_REQUIRED WORK_: Your answer should be every line below that includes the word "json".

_DATA UNDER STUDY_:
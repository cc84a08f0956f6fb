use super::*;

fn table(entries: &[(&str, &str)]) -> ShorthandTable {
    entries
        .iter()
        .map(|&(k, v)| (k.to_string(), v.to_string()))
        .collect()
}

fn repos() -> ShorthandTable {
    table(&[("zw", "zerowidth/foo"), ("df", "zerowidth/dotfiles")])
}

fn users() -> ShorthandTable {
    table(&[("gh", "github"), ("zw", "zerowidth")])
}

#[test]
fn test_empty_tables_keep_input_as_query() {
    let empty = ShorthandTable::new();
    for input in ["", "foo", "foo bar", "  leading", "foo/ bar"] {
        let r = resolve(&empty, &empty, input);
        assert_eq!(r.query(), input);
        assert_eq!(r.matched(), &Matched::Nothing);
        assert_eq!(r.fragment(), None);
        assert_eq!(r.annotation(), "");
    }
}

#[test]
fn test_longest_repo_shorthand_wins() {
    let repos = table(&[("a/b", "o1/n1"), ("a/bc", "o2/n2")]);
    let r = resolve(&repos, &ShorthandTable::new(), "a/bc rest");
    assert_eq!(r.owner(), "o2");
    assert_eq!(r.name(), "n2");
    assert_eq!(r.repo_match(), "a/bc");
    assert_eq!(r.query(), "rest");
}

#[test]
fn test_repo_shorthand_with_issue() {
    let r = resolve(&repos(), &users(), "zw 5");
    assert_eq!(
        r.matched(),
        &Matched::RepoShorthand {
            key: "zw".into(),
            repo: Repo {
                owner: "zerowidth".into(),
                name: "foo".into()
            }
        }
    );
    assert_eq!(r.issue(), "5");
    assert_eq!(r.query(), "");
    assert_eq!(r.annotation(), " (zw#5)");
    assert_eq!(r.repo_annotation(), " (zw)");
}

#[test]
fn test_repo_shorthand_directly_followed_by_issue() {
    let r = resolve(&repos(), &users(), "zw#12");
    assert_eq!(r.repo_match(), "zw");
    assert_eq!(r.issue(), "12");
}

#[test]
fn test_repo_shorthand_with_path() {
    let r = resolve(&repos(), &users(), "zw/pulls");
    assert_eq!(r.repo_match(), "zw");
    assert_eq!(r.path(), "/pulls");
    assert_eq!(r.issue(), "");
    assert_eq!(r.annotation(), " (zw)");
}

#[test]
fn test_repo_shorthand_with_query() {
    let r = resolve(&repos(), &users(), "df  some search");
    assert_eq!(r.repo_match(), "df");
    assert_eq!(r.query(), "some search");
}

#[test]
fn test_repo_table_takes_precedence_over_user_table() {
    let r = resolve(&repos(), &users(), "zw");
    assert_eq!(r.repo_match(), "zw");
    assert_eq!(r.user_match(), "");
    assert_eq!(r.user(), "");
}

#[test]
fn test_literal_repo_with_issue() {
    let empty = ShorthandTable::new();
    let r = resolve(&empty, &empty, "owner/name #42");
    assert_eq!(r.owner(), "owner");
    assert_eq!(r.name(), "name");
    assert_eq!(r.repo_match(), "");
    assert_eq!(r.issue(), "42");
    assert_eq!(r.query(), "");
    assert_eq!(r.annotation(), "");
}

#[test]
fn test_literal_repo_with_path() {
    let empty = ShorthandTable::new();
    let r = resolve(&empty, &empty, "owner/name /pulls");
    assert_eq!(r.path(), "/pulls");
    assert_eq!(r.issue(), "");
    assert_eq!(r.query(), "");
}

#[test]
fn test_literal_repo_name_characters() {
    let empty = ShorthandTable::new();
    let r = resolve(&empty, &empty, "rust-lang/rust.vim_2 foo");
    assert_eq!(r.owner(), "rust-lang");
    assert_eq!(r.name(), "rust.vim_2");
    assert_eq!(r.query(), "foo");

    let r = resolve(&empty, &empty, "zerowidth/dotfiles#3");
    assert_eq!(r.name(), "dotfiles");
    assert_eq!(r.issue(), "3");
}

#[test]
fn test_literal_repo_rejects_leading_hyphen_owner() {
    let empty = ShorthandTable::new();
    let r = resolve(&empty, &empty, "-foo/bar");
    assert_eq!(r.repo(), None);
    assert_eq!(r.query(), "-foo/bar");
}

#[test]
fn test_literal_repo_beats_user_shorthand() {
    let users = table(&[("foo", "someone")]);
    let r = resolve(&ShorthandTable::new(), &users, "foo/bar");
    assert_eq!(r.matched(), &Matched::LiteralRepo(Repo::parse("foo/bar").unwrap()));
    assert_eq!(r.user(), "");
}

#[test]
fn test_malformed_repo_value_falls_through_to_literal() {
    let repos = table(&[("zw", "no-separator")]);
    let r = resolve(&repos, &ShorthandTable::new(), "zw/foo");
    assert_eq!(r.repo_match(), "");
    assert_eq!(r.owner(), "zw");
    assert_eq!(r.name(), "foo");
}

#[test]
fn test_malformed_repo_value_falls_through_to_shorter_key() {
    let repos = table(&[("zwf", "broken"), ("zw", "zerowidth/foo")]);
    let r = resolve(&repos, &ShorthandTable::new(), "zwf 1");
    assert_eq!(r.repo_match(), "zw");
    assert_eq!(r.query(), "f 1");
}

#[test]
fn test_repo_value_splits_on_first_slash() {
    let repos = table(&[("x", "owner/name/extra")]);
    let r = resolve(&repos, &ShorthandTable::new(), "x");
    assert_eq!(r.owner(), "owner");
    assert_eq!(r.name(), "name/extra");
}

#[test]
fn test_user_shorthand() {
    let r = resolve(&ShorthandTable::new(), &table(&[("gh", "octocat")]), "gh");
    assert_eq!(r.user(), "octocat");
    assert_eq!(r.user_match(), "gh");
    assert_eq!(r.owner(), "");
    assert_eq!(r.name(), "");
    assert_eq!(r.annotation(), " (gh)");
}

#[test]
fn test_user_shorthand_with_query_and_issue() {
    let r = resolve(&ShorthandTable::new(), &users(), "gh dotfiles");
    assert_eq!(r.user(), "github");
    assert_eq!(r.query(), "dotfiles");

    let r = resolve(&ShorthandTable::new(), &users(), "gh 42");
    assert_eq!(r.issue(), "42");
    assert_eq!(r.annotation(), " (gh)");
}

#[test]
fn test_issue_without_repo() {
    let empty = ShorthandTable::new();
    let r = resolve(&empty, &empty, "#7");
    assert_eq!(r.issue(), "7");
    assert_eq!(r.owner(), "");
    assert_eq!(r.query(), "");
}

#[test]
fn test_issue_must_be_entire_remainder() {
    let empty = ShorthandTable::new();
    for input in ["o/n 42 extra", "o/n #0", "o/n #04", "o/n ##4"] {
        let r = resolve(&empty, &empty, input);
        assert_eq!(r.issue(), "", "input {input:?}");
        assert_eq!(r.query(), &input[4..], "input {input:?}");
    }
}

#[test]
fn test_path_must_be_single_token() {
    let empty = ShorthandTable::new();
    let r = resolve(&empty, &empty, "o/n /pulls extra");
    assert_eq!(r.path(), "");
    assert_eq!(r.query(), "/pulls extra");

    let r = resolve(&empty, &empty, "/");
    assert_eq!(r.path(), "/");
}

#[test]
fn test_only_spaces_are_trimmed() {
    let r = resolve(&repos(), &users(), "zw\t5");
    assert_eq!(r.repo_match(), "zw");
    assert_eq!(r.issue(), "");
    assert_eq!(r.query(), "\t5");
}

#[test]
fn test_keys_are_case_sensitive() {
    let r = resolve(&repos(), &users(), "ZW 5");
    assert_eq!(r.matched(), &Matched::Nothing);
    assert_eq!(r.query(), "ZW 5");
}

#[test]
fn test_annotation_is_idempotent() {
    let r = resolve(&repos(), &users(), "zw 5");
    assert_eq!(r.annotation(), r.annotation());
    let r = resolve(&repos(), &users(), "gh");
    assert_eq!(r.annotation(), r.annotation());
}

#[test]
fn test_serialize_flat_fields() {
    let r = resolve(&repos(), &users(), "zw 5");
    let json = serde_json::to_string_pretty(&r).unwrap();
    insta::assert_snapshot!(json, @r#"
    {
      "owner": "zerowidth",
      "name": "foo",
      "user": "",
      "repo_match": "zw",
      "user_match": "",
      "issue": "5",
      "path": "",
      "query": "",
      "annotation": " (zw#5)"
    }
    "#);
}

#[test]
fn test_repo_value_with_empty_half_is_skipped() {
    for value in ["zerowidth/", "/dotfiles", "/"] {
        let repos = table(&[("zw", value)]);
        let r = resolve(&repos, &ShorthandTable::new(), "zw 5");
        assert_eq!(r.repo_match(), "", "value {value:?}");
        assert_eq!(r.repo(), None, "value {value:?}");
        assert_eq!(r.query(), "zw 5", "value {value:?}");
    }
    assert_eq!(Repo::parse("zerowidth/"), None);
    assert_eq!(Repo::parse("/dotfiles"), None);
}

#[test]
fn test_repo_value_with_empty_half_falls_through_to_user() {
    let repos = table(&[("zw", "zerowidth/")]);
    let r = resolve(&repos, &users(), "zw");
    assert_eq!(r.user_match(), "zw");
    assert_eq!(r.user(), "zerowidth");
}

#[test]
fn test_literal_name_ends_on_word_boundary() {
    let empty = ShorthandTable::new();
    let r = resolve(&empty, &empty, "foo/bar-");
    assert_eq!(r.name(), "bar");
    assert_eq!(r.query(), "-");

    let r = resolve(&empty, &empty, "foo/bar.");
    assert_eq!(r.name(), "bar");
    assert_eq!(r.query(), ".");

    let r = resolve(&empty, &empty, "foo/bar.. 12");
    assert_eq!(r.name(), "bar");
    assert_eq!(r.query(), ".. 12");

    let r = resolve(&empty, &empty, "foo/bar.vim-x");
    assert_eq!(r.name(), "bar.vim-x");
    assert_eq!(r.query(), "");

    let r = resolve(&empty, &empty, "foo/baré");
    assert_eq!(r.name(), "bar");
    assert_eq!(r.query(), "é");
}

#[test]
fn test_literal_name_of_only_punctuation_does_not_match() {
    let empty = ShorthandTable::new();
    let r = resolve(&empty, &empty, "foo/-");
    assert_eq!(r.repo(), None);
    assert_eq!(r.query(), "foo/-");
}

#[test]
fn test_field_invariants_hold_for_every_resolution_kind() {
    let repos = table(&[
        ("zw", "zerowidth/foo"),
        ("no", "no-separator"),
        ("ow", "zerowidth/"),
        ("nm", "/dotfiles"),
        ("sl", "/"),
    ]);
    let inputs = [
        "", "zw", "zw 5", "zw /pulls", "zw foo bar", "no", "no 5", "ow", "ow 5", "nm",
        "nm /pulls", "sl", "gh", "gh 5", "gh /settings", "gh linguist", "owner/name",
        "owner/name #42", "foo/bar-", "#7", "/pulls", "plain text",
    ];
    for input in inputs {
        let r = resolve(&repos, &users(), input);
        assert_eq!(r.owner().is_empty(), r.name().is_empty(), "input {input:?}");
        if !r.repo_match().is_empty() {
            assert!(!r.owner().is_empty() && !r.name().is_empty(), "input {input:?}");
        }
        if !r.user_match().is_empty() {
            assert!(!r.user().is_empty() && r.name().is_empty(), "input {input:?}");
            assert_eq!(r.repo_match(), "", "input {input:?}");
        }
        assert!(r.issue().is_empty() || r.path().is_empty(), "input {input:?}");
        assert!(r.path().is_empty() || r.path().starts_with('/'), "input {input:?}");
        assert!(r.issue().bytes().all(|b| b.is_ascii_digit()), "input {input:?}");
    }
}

_RESULT FOR THIS TASK_:
    let json = serde_json::to_string_pretty(&r).unwrap();
    insta::assert_snapshot!(json, @r#"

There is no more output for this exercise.